Illustration: Julia Schubert

Lennarts Wohnungs-Stationen in Berlin
 
  Hast du dort schöne Orte gefunden? Oder ist es begründet, dass diese Viertel nicht so angesagt sind wie andere?
  Ich habe immer wieder was gefunden. Zum Beispiel habe ich in Charlottenburg ein Kino entdeckt. Das heißt „Die Kurbel“, ein Fünfziger- oder Sechzigerjahre-Kino, in dem alles so belassen wurde, wie es damals war. Und ich habe eigentlich überall etwas gefunden, was ich noch nicht kannte, von dem ich noch nichts gehört hatte, das mir aber gut gefallen hat.
  
  Haben deine Freunde dich denn im tiefen Westen von Charlottenburg besucht?
  Die Coolness der Bezirke hat schon mit der Anzahl der Besuche korreliert, die ich bekommen habe. Bis ins unterste Neukölln ist niemand gekommen. Als ich in Pankow war, ist manchmal ein Kumpel gekommen, der in Prenzlauer Berg gewohnt hat – was allerdings auch nicht so weit ist. Als ich in Kreuzberg gewohnt habe, kamen die Leute, weil sie dort am Wochenende eh unterwegs waren.
 
  Wie lange dauert es, bis man sich in einem Viertel auskennt?

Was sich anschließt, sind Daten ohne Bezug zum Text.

//! neon-dappkit SDK
//!
//! Produces a folder with `api.ts` (invocation builders), the contract class
//! and an `index.ts` re-exporting both.

use cpm_core::Result;
use serde_json::json;

use super::{join_arguments, RenderedFile, Renderer};
use crate::mapper::upper_first;
use crate::template::{kebab_folder_name, ContractTemplate, EventTemplate, MethodTemplate};
use crate::templates::TemplateManager;
use crate::GenerationConfig;

pub struct TypeScriptRenderer;

impl Renderer for TypeScriptRenderer {
    fn render_files(
        &self,
        ctr: &ContractTemplate,
        _config: &GenerationConfig,
        templates: &TemplateManager,
    ) -> Result<Vec<RenderedFile>> {
        let api: String = ctr.methods.iter().map(render_api_function).collect();
        let events: String = ctr.events.iter().map(render_event_hooks).collect();

        let mut methods = String::new();
        for method in &ctr.methods {
            if method.safe {
                methods.push_str(&render_test(&method.name, method));
            } else {
                methods.push_str(&render_invoke(method));
                methods.push_str(&render_test(&format!("test{}", upper_first(&method.name)), method));
            }
        }

        let api = templates.render("ts_api", &json!({ "methods": api }))?;
        let class = templates.render(
            "ts_class",
            &json!({
                "contract_name": ctr.contract_name,
                "hash": ctr.hash,
                "events": events,
                "methods": methods,
            }),
        )?;
        let index = templates.render("ts_index", &json!({ "contract_name": ctr.contract_name }))?;

        let folder = kebab_folder_name(&ctr.manifest_name);
        Ok(vec![
            RenderedFile::new(format!("{}/api.ts", folder), api),
            RenderedFile::new(format!("{}/{}.ts", folder, ctr.contract_name), class),
            RenderedFile::new(format!("{}/index.ts", folder), index),
        ])
    }
}

/// `params: { a: T, b: U }`
fn params_type(method: &MethodTemplate) -> String {
    format!(
        "params: {{ {} }}",
        join_arguments(&method.arguments, |a| format!("{}: {}", a.name, a.type_name))
    )
}

fn invocation(method: &MethodTemplate) -> String {
    if method.arguments.is_empty() {
        format!("Invocation.{}API(this.config.scriptHash)", method.name)
    } else {
        format!(
            "Invocation.{}API(this.config.scriptHash, params, this.config.parser)",
            method.name
        )
    }
}

fn render_api_function(method: &MethodTemplate) -> String {
    let signature = if method.arguments.is_empty() {
        "scriptHash: string".to_string()
    } else {
        format!("scriptHash: string, {}, parser: Neo3Parser", params_type(method))
    };
    let args: String = method
        .arguments
        .iter()
        .map(|a| {
            format!(
                "\n\t\t\tparser.formatRpcArgument(params.{}, {{ type: '{}' }}),",
                a.name, a.type_abi
            )
        })
        .collect();
    let args = if args.is_empty() {
        args
    } else {
        format!("{}\n\t\t", args)
    };

    format!(
        "\nexport function {}API({}): ContractInvocation {{\n\treturn {{\n\t\tscriptHash,\n\t\toperation: '{}',\n\t\targs: [{}],\n\t}}\n}}\n",
        method.name, signature, method.name_abi, args
    )
}

fn render_invoke(method: &MethodTemplate) -> String {
    let params = if method.arguments.is_empty() {
        String::new()
    } else {
        params_type(method)
    };
    format!(
        "\n\tasync {}({}): Promise<string> {{\n\t\treturn await this.config.invoker.invokeFunction({{\n\t\t\tinvocations: [{}],\n\t\t\tsigners: [],\n\t\t}})\n\t}}\n",
        method.name,
        params,
        invocation(method)
    )
}

fn render_test(name: &str, method: &MethodTemplate) -> String {
    let test_invoke = format!(
        "\t\tconst res = await this.config.invoker.testInvoke({{\n\t\t\tinvocations: [{}],\n\t\t\tsigners: [],\n\t\t}})\n",
        invocation(method)
    );

    if method.returns_iterator() {
        let params = if method.arguments.is_empty() {
            "itemsPerRequest: number = 20".to_string()
        } else {
            format!("{}, itemsPerRequest: number = 20", params_type(method))
        };
        return format!(
            "\n\tasync* {name}({params}): AsyncGenerator<any[], void> {{\n\
             {test_invoke}\n\
             \t\tif (res.stack.length === 0 || res.session === undefined || !TypeChecker.isStackTypeInteropInterface(res.stack[0])) {{\n\
             \t\t\tthrow new Error(res.exception ?? 'unrecognized response')\n\
             \t\t}}\n\n\
             \t\tconst session = res.session\n\
             \t\tconst iteratorId = res.stack[0].id\n\
             \t\tlet iterator = await this.config.invoker.traverseIterator(session, iteratorId, itemsPerRequest)\n\n\
             \t\twhile (iterator.length !== 0) {{\n\
             \t\t\tif (iterator.some((item) => TypeChecker.isStackTypeInteropInterface(item))) {{\n\
             \t\t\t\tthrow new Error('can not have an iterator inside another iterator')\n\
             \t\t\t}}\n\n\
             \t\t\tyield iterator.map((item) => this.config.parser.parseRpcResponse(item))\n\
             \t\t\titerator = await this.config.invoker.traverseIterator(session, iteratorId, itemsPerRequest)\n\
             \t\t}}\n\
             \t}}\n",
            name = name,
            params = params,
            test_invoke = test_invoke,
        );
    }

    let params = if method.arguments.is_empty() {
        String::new()
    } else {
        params_type(method)
    };

    if method.returns_void() {
        return format!(
            "\n\tasync {}({}): Promise<void> {{\n{}\n\t\tif (res.state === 'FAULT') {{\n\t\t\tthrow new Error(res.exception ?? 'unrecognized response')\n\t\t}}\n\t}}\n",
            name, params, test_invoke
        );
    }

    format!(
        "\n\tasync {}({}): Promise<{}> {{\n{}\n\t\tif (res.stack.length === 0) {{\n\t\t\tthrow new Error(res.exception ?? 'unrecognized response')\n\t\t}}\n\n\t\treturn this.config.parser.parseRpcResponse(res.stack[0], {{ type: '{}' }})\n\t}}\n",
        name, params, method.return_type, test_invoke, method.return_type_abi
    )
}

fn render_event_hooks(event: &EventTemplate) -> String {
    let upper = upper_first(&event.name);
    format!(
        "\n\tasync confirm{upper}Event(txId: string): Promise<void> {{\n\
         \t\tif (!this.config.eventListener) throw new Error('EventListener not provided')\n\n\
         \t\tconst txResult = await this.config.eventListener.waitForApplicationLog(txId)\n\
         \t\tthis.config.eventListener.confirmTransaction(\n\
         \t\t\ttxResult, {{ contract: this.config.scriptHash, eventname: '{name}' }}\n\
         \t\t)\n\
         \t}}\n\n\
         \tlisten{upper}Event(callback: Neo3EventListenerCallback): void {{\n\
         \t\tif (!this.config.eventListener) throw new Error('EventListener not provided')\n\n\
         \t\tthis.config.eventListener.addEventListener(this.config.scriptHash, '{name}', callback)\n\
         \t}}\n\n\
         \tremove{upper}EventListener(callback: Neo3EventListenerCallback): void {{\n\
         \t\tif (!this.config.eventListener) throw new Error('EventListener not provided')\n\n\
         \t\tthis.config.eventListener.removeEventListener(this.config.scriptHash, '{name}', callback)\n\
         \t}}\n",
        upper = upper,
        name = event.name,
    )
}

  Genau kann ich das nicht sagen. Aber ich war überrascht, dass ich mich meistens extrem schnell heimisch gefühlt habe.
    
  Gab es Momente, an denen du das festmachen kannst?
  Irgendwann stellen sich gewisse Automatismen ein und man fängt an, nichts mehr wahrzunehmen. Man schaut nicht mehr interessiert in jedes Schaufenster und ist nicht mehr gespannt, was in der nächsten Straße auf einen wartet. Alles ist schon irgendwie bekannt, man schaut beim Laufen nicht mehr auf, sondern trottet nur noch vor sich hin. Aber diese Routine kann man bekämpfen. Nicht immer den kürzesten Weg zur S-Bahn laufen, sondern Umwege gehen. Oder den Bus nehmen, der ein bisschen weiter weg hält.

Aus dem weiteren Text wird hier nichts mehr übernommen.